Your reply should be a single number, the count of lines in the records that contain "Some".

□ □ □ □ □

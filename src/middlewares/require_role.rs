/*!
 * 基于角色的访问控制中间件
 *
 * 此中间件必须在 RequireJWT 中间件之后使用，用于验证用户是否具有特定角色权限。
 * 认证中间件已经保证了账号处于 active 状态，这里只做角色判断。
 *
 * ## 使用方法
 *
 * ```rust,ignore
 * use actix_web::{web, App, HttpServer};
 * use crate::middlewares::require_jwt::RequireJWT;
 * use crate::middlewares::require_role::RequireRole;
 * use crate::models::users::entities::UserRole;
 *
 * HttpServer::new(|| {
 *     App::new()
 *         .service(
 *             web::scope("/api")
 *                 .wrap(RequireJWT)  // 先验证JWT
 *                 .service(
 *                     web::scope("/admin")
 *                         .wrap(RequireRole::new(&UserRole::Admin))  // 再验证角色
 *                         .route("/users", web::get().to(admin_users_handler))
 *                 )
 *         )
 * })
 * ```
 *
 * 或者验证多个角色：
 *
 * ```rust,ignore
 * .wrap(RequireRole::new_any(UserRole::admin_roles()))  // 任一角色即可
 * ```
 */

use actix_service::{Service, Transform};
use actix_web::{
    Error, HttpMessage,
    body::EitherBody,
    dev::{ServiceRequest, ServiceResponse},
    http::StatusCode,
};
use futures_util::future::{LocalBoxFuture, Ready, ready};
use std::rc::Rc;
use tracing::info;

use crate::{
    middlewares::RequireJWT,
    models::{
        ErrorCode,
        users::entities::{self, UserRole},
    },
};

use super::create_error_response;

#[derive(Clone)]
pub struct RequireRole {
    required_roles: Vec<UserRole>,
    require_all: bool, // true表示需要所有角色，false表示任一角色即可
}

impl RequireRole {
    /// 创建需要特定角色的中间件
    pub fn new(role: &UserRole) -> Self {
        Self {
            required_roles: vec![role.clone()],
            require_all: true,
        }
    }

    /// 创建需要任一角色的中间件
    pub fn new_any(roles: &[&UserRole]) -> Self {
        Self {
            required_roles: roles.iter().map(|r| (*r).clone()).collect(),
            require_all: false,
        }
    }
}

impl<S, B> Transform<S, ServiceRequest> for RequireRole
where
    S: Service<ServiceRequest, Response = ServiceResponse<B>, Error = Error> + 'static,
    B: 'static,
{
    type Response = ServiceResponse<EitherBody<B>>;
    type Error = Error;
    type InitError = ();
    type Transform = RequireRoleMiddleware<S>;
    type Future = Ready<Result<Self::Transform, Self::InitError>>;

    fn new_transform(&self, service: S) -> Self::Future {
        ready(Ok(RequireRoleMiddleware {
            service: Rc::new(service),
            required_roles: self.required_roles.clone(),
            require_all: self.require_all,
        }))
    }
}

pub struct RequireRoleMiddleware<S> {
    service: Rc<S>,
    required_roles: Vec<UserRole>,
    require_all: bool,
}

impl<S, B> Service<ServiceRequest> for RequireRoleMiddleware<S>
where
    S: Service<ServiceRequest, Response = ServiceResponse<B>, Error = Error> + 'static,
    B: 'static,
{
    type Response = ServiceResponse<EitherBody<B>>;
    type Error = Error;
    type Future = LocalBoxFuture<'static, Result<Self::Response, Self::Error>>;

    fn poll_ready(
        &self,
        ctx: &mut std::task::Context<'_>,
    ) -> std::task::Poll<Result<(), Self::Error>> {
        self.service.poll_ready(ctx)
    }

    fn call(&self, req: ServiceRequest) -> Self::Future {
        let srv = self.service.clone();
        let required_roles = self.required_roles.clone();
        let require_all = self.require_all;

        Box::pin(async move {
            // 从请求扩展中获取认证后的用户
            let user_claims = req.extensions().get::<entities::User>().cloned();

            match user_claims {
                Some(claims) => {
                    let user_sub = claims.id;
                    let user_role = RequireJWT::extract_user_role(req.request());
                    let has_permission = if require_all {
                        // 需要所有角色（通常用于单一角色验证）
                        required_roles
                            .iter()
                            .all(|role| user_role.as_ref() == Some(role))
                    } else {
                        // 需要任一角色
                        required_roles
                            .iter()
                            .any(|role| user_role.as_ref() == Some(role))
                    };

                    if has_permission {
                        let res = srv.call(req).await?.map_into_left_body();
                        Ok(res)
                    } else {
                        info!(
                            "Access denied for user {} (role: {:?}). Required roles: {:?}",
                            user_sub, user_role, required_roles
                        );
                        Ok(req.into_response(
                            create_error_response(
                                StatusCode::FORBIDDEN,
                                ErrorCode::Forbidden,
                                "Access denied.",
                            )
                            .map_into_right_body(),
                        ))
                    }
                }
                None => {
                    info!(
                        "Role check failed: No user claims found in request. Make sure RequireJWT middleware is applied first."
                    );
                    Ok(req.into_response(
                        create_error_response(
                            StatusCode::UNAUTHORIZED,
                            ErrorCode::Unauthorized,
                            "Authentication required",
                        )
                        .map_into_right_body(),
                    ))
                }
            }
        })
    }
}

□ □ □ □ □

Result for this task
3